*Material for the task*
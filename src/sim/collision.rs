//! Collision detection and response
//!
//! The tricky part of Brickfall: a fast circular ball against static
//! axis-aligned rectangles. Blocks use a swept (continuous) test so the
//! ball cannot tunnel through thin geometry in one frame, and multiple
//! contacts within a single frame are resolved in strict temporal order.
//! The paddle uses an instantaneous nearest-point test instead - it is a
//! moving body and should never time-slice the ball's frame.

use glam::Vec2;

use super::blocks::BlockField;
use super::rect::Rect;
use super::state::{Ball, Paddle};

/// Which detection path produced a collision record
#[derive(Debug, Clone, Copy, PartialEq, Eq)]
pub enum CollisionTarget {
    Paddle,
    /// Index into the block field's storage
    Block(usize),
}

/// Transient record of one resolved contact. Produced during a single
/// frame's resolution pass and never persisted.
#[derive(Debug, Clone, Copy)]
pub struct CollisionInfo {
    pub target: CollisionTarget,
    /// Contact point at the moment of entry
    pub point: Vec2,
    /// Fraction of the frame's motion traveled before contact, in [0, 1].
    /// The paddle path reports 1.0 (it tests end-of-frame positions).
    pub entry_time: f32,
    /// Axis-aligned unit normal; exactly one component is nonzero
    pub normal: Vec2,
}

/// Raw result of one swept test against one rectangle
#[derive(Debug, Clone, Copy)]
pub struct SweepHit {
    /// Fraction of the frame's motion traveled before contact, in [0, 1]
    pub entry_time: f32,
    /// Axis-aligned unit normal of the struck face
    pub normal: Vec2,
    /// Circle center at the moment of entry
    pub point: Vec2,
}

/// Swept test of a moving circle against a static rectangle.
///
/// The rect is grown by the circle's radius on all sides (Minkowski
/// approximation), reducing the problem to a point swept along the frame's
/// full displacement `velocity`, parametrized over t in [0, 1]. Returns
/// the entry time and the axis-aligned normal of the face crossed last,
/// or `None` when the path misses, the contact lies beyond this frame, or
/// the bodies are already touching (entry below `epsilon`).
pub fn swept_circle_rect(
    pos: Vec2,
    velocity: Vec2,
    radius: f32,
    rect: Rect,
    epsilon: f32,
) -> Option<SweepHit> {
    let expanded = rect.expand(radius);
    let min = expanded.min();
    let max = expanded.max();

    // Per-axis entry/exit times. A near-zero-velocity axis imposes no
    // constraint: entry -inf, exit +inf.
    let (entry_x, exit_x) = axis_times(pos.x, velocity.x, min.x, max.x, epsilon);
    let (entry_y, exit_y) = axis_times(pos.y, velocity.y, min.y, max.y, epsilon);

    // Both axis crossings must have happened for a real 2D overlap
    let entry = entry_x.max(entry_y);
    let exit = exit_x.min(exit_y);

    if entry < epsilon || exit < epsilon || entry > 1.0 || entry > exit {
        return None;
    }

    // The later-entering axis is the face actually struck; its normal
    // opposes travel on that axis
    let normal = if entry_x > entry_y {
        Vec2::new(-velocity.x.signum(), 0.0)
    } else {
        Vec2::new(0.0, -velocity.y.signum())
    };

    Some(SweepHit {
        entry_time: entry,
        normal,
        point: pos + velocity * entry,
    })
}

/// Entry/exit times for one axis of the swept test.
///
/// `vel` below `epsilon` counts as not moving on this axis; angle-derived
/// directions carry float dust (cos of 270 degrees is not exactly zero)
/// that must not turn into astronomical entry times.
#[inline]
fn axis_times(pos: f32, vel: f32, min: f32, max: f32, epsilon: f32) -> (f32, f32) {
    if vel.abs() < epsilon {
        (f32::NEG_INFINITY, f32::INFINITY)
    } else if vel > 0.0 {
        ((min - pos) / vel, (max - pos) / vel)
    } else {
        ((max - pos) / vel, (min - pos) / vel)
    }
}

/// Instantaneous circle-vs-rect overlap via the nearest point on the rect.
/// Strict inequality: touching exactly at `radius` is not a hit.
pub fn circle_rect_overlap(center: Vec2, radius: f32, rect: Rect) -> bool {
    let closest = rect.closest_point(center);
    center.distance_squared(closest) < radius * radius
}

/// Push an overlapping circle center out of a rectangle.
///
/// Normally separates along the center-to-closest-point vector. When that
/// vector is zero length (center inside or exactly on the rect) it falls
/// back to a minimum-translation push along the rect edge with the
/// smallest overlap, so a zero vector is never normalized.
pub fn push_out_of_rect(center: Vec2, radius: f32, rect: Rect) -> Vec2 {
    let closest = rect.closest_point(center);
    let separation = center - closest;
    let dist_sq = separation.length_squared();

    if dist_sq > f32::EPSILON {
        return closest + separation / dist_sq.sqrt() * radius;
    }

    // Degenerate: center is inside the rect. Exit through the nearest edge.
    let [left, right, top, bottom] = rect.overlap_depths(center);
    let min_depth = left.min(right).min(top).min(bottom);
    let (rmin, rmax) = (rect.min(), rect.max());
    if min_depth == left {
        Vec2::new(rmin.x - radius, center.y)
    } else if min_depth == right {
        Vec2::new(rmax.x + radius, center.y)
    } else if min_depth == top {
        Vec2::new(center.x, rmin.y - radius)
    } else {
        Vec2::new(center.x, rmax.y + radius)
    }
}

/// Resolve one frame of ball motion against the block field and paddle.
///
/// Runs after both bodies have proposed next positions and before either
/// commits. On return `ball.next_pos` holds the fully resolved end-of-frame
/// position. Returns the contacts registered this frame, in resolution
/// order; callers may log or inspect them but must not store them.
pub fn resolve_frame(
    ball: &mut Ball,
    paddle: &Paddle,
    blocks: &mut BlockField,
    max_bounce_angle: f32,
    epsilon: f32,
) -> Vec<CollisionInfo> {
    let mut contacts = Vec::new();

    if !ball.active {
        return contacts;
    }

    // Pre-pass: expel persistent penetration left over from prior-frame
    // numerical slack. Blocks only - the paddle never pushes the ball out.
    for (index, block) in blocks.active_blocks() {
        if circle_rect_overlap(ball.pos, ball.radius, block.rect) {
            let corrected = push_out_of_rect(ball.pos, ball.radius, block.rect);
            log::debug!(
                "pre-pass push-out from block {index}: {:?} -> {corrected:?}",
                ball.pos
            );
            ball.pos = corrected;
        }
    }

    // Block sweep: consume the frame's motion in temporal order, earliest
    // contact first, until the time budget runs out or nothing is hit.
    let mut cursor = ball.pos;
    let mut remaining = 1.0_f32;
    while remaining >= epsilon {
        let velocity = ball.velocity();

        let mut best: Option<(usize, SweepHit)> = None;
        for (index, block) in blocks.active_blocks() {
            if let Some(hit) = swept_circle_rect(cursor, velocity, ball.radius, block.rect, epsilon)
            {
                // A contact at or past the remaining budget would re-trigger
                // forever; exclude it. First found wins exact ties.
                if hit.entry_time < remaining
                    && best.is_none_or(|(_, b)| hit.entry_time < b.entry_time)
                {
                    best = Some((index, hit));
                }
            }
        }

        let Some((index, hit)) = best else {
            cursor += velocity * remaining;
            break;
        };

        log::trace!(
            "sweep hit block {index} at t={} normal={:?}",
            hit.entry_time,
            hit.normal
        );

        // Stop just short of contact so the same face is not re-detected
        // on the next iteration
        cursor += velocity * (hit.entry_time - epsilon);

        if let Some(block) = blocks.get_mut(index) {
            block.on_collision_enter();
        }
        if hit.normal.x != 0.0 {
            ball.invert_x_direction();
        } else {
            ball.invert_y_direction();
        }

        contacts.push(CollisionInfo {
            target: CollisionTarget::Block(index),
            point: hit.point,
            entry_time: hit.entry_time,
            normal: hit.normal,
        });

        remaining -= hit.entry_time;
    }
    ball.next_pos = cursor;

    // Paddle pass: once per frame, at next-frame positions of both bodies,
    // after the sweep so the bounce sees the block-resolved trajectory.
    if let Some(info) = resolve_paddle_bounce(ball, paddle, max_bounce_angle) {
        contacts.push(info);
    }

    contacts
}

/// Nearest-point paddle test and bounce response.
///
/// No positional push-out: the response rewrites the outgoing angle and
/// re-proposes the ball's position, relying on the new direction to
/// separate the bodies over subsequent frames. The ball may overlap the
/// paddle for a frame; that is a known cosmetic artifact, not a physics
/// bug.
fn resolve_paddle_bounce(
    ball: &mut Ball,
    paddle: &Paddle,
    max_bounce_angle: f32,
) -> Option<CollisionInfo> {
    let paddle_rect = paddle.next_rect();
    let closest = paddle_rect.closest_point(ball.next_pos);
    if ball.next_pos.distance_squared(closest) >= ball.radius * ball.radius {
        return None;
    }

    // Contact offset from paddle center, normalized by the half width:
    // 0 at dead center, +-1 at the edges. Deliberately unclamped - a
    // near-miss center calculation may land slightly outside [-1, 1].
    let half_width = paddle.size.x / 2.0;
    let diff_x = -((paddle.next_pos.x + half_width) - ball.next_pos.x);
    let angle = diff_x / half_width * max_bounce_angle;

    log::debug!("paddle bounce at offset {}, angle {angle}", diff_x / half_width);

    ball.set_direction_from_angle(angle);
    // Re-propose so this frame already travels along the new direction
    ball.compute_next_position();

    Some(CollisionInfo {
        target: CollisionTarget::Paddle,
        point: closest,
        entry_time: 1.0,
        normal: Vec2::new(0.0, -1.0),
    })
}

*Exercise brief*
Repeat the material above exactly, beginning with its first line and ending with the line that holds "a collision record", and leave out everything else.

*Final answer*
filename src/sim/collision.rs
//! Collision detection and response
//!
//! The tricky part of Brickfall: a fast circular ball against static
//! axis-aligned rectangles. Blocks use a swept (continuous) test so the
//! ball cannot tunnel through thin geometry in one frame, and multiple
//! contacts within a single frame are resolved in strict temporal order.
//! The paddle uses an instantaneous nearest-point test instead - it is a
//! moving body and should never time-slice the ball's frame.

use glam::Vec2;

use super::blocks::BlockField;
use super::rect::Rect;
use super::state::{Ball, Paddle};

/// Which detection path produced a collision record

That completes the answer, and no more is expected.